The book is a thin volume of ten short stories that can be read in one go. The stories are about ordinary people in ordinary situations— with candid glimpses into life’s extraordinary moments. Every now and then the veil lifts to reveal life’s surprises, its splendors, its ironies. Reality is what we see on the outside, but it is also what we fleetingly see on the inside, made visible through cracks and gaps. And it is those cracks and gaps that Abbas draws our attention to—although I distinctly felt a certain predictability about Abbas’s style, which kind of dampens the reader’s attention. The same does not hold true of his films, which are vastly more imaginative. Halfway through many of the stories, I correctly guessed what the ending would be! For me, maudlin is the word that describes the treatment of many of the stories.
The title story, “Rice,” is about Durga, a poor mill worker’s wife who delivers her baby when she is out standing in the long queue to buy rations. It is stark and grim, and yet represents the joys of new beginnings. The queue is relentless, but hungry mouths have to be fed, and hundreds of women patiently wait their turn outside the government grain store, miraculously open after many days, during a period of grain shortage (which is reminiscent of the darkness of the Bengal famine of 1943 captured on celluloid in Dharti ke lal, 1946). As the crowds teem around and bags are filled with rice, birth—at once mundane and magical—unfolds.
In “Sylvia,” a nurse is elated at the thought that it is her last night of work at the hospital, but then as dawn approaches, she confronts a mind that goes in loops. The more she looks forward to her new life, the greater her wavering. Expectedly, the stories have a certain cinematic feel about them, and it is not difficult to imagine the characters playing themselves out before the camera. In “Sparrows,” Rahim Khan, who is callously indifferent to his family and fellow beings—he is constitutionally incapable of amicability towards his kind—is like moldable clay in the company of the chirpy sparrows that make his hut their home. There is a certain self-destructiveness about Rahim that he is unable to help, which makes the reader at once loathe and pity him. He has a touch of Thomas Hardy’s Henchard about him.
In “Twelve hours,” Vijay, a revolutionary leader released after sixteen years in prison is briefly freed for a few hours—and in that time, he goes to see a film, a talkie, in the company of Bina, a female comrade. It is 1943 and, as Abbas says, Vijay, having missed out on the arrival of the talkie in 1931, has neither heard Saigal’s songs, nor seen stars such as Joan Fontaine, Paul Muni, Bette Davis, Ashok Kumar or Kanan Bala. Vijay and Bina go to the screening of a rather outdated action movie called Toofan Mail (1934), famous in its days, produced by Ranjit Studios, starring Billimoria and Madhuri. (For the vintage-film buff in me, these references to big names from the past were most entertaining.) Vijay is absorbed in the picture for a while, but then it triggers certain emotions that he has not known in a long while. Restless, he leaves midway. Having been a prisoner for so long, Vijay has forgotten the pleasures of life, and the reawakening is painful.

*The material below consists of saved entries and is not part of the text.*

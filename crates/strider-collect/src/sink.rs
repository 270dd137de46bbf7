//! 数据集落盘
//!
//! 固定模式的追加写 CSV。一条样本记录对应一个完成的周期，写入后
//! 永不改写（append-only）。列顺序固定，缺数据的字段写空（哨兵），
//! 与数值 0 严格区分。
//!
//! 与旧式「重建文件只写表头」的引导脚本不同，这里的引导是幂等的：
//! 文件已存在时拒绝覆盖，不会截断已积累的数据。

use serde::Serialize;
use std::fs::OpenOptions;
use std::path::{Path, PathBuf};
use thiserror::Error;

/// 数据集表头（精确的字段顺序）
pub const DATASET_HEADER: [&str; 9] = [
    "Episode",
    "Timestamp",
    "Position_Shank",
    "Position_Thigh",
    "Velocity_Shank",
    "Velocity_Thigh",
    "Torque_Shank",
    "Torque_Thigh",
    "Force",
];

/// 数据集错误类型
#[derive(Error, Debug)]
pub enum SinkError {
    #[error("Dataset IO error: {0}")]
    Io(#[from] std::io::Error),

    #[error("Dataset CSV error: {0}")]
    Csv(#[from] csv::Error),

    #[error("Dataset already exists, refusing to truncate: {path}")]
    AlreadyExists { path: PathBuf },
}

/// 一条样本记录（持久化单元）
///
/// 字段顺序与 `DATASET_HEADER` 一致。`None` 序列化为空字段，表示
/// 「本周期无数据」。
#[derive(Debug, Clone, PartialEq, Serialize)]
pub struct SampleRecord {
    /// 数据集标签（整次运行不变）
    pub episode: String,
    /// 自回路启动的经过时间（秒，单调不减）
    pub timestamp: f64,
    pub position_shank: Option<f64>,
    pub position_thigh: Option<f64>,
    pub velocity_shank: Option<f64>,
    pub velocity_thigh: Option<f64>,
    pub torque_shank: Option<f64>,
    pub torque_thigh: Option<f64>,
    /// 最近一条力传感器读数（从未收到过则为 `None`）
    pub force: Option<String>,
}

/// 追加写数据集
///
/// 文件句柄由周期编排器独占，每周期严格写一行。
pub struct DatasetSink {
    writer: csv::Writer<std::fs::File>,
    path: PathBuf,
    rows_written: u64,
}

impl DatasetSink {
    /// 打开数据集：文件不存在（或为空）时先写表头，否则纯追加
    ///
    /// 表头只在文件为空时写一次；重复打开既有数据集不会破坏已有行。
    pub fn open(path: impl AsRef<Path>) -> Result<Self, SinkError> {
        let path = path.as_ref().to_path_buf();
        let file = OpenOptions::new().create(true).append(true).open(&path)?;
        let needs_header = file.metadata()?.len() == 0;

        let mut writer = csv::WriterBuilder::new().has_headers(false).from_writer(file);

        if needs_header {
            writer.write_record(DATASET_HEADER)?;
            writer.flush()?;
        }

        Ok(Self {
            writer,
            path,
            rows_written: 0,
        })
    }

    /// 只创建带表头的空数据集（幂等引导）
    ///
    /// # 错误
    /// - `SinkError::AlreadyExists`: 文件已存在——拒绝截断
    pub fn bootstrap(path: impl AsRef<Path>) -> Result<(), SinkError> {
        let path = path.as_ref();
        if path.exists() {
            return Err(SinkError::AlreadyExists {
                path: path.to_path_buf(),
            });
        }

        let file = OpenOptions::new().create_new(true).write(true).open(path)?;
        let mut writer = csv::WriterBuilder::new().has_headers(false).from_writer(file);
        writer.write_record(DATASET_HEADER)?;
        writer.flush()?;
        Ok(())
    }

    /// 追加一条样本记录并落盘
    ///
    /// 写失败是致命的（有丢数据风险），错误向上传播终止运行。
    pub fn append(&mut self, record: &SampleRecord) -> Result<(), SinkError> {
        self.writer.serialize(record)?;
        self.writer.flush()?;
        self.rows_written += 1;
        Ok(())
    }

    /// 本次运行已写入的数据行数（不含表头）
    pub fn rows_written(&self) -> u64 {
        self.rows_written
    }

    /// 数据集路径
    pub fn path(&self) -> &Path {
        &self.path
    }
}

impl std::fmt::Debug for DatasetSink {
    fn fmt(&self, f: &mut std::fmt::Formatter<'_>) -> std::fmt::Result {
        f.debug_struct("DatasetSink")
            .field("path", &self.path)
            .field("rows_written", &self.rows_written)
            .finish()
    }
}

The most filmi (if I may use that word) of the stories is “Flowers for her feet,” where a prostitute called Chandra purposely spurns, in the end, the kind young man who loves her because she has lost her legs, a fact that she hides from him because she does not want to ruin his life (somewhat like Deborah Kerr trying to throw off Cary Grant in An Affair to Remember, 1957); and while he still brings flowers for her feet as always, Chandra pretends that she favors somebody else. “Saffron Blossoms” is a figurative tale, though no less melodramatic, of the blood from a dying Kashmiri bride, shot by soldiers putting down anti-establishment protests, giving the saffron flower its red color. “Three Women” takes a look at three women, all disillusioned for various reasons, dying on the train tracks, and the reactions that the deaths evoke. It is the least sentimental of the lot.

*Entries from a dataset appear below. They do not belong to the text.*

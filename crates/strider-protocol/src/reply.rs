//! 应答帧解析
//!
//! 应答载荷是若干个自描述条目的顺序拼接：
//!
//! ```text
//! [(register << 2) | resolution][value bytes ...]  × N
//! ```
//!
//! 设备只应答它支持的寄存器，因此条目集合可以是查询表的真子集——
//! 缺失的寄存器直接不出现在解码结果里，不是错误。未知寄存器号或
//! 被截断的条目说明协议失步，按错误上报（上层视为致命）。

use crate::registers::{Register, Resolution};
use crate::{ProtocolError, bytes_to_f32_be, bytes_to_i16_be, bytes_to_i32_be};

/// 解码后的寄存器值集合
///
/// 条目数量很小（通常 3 个），用保序向量存储，按寄存器线性查找。
/// 重复条目后写覆盖先写。
#[derive(Debug, Clone, Default, PartialEq)]
pub struct RegisterValues {
    entries: Vec<(Register, f64)>,
}

impl RegisterValues {
    /// 从应答载荷解码
    ///
    /// 解码是纯数值变换，对给定字节串和编码严格确定。
    ///
    /// # 错误
    /// - `ProtocolError::InvalidValue`: 未知寄存器号
    /// - `ProtocolError::TruncatedEntry`: 条目值字节不足
    pub fn decode(payload: &[u8]) -> Result<Self, ProtocolError> {
        let mut values = RegisterValues::default();
        let mut i = 0;

        while i < payload.len() {
            let tag = payload[i];
            let register = Register::try_from(tag >> 2)?;
            let resolution = Resolution::from_code(tag);
            i += 1;

            let width = resolution.width();
            if payload.len() < i + width {
                return Err(ProtocolError::TruncatedEntry { register });
            }

            let raw = &payload[i..i + width];
            let value = match resolution {
                Resolution::Int8 => {
                    (raw[0] as i8) as f64 * register.fixed_scale(resolution)
                },
                Resolution::Int16 => {
                    bytes_to_i16_be([raw[0], raw[1]]) as f64 * register.fixed_scale(resolution)
                },
                Resolution::Int32 => {
                    bytes_to_i32_be([raw[0], raw[1], raw[2], raw[3]]) as f64
                        * register.fixed_scale(resolution)
                },
                Resolution::Float => bytes_to_f32_be([raw[0], raw[1], raw[2], raw[3]]) as f64,
            };

            values.insert(register, value);
            i += width;
        }

        Ok(values)
    }

    /// 写入一个寄存器值（已存在则覆盖）
    pub fn insert(&mut self, register: Register, value: f64) {
        match self.entries.iter_mut().find(|(r, _)| *r == register) {
            Some(entry) => entry.1 = value,
            None => self.entries.push((register, value)),
        }
    }

    /// 按寄存器查值
    pub fn get(&self, register: Register) -> Option<f64> {
        self.entries
            .iter()
            .find(|(r, _)| *r == register)
            .map(|(_, v)| *v)
    }

    /// 位置（转）
    pub fn position(&self) -> Option<f64> {
        self.get(Register::Position)
    }

    /// 速度（转/秒）
    pub fn velocity(&self) -> Option<f64> {
        self.get(Register::Velocity)
    }

    /// 扭矩（N·m）
    pub fn torque(&self) -> Option<f64> {
        self.get(Register::Torque)
    }

    pub fn len(&self) -> usize {
        self.entries.len()
    }

    pub fn is_empty(&self) -> bool {
        self.entries.is_empty()
    }

    pub fn iter(&self) -> impl Iterator<Item = (Register, f64)> + '_ {
        self.entries.iter().copied()
    }
}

In “The Umbrella,” a man, on his payday, gets ripped off a by a woman, a petty thief, during a bus ride on a rainy day: this was a giveaway from the start. “Reflection in a mirror” is about Radha, a beautiful nautch girl who briefly becomes the mistress of a wealthy man, only to realize that a mistress can never take the place of a wife, and decides to return to her courtesan life. That familiar, age-old wife-mistress divide of Hindi films, beaten to death. Finally, “The mark of an Indian” is about an Indian bravely taking on a drunken British cop, and earning the latter’s respect in the process.
In his preface, Mulk Raj Anand praises Abbas’s lyricism, but I would qualify that. There is a certain lyricism but, unfortunately, the soppy treatment of many of the stories detracts from that lyricism. Anand also mentions that Abbas has captured both the strengths and weaknesses of his characters: while this may be true to some extent, one puts down the book with a feeling that the characters are not as well rounded and fleshed out as they ought to have been. And, finally, as I said before, the predictability of the stories kills it for the reader. One had rather read Abbas’s script of Shree 420 (1955) or his other films—that is inspired writing—than wade through this insipid stuff.